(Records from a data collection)

# # # # #

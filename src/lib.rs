/*!
# DefaidX

A browser-based dashboard for defense spending, GDP and aid data, built in Rust.

## Overview

DefaidX reads a long-format country/year table of defense spending and GDP,
plus a country reference table with ISO3 codes and coordinates, and serves
a five-page dashboard of interactive charts: an animated world map of defense
share of GDP, an animated GDP-vs-defense scatter, a top-20 spender race and
several line trends.

## Architecture

### Data Layer
- **dataset**: loads the primary table and coerces its cells
- **metadata**: loads the country table, resolving header synonyms
- **cache**: memoizes loaded tables by path, modification time and length

### Shaping Layer
- **shaping**: pure transforms from rows to the exact frame each chart needs
- **figure**: turns frames into Plotly figure JSON (traces, layout, frames)
- **theme**: the dark colour scheme shared by every chart
- **snapshot**: static SVG renderings of the line charts (plotters)

### Web Layer
- **nav**: page and topic selection as plain values and a pure transition
- **pages**: renders each page with handlebars templates
- **app**: axum routing, request logging and error pages
- **config**: command line and environment configuration

## Data Flow

Every request runs one pass of load, shape and draw:

1. The cached tables are fetched (reloaded only if the file changed)
2. The page's charts each shape their own frame from the shared rows
3. A frame that filters down to nothing becomes a placeholder message
4. Figures are embedded as JSON and drawn in the browser by plotly.js

## Routes

- `/?page={page}` - Renders a page (`home`, `about`, `explore`, `insights`, `contact`)
- `/?page={page}&nav={target}&via={sidebar|button}` - Navigation event, redirects on change
- `/contact` - Contact form submission
- `/snapshot/{chart}` - SVG of a line chart (`continents`, `countries`, `indexed`)
- `/static/{file}`, `/insights/{report}` - Assets and insight reports
*/

pub mod cache;
pub mod dataset;
pub mod error;
pub mod figure;
pub mod metadata;
pub mod nav;
pub mod shaping;
pub mod theme;

#[cfg(feature = "web")]
pub mod app;
#[cfg(feature = "web")]
pub mod config;
#[cfg(feature = "web")]
pub mod pages;
#[cfg(feature = "web")]
pub mod snapshot;

pub use dataset::{Dataset, Observation, load_dataset};
pub use error::DataError;
pub use metadata::{CountryMeta, Metadata, load_metadata};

# # # # #

## [PROBLEM REQUIREMENTS]
Wherever the word "defense" appears in the entries above, copy that whole line.

## [YOUR SOLUTION]
A browser-based dashboard for defense spending, GDP and aid data, built in Rust.
DefaidX reads a long-format country/year table of defense spending and GDP,
a five-page dashboard of interactive charts: an animated world map of defense
share of GDP, an animated GDP-vs-defense scatter, a top-20 spender race and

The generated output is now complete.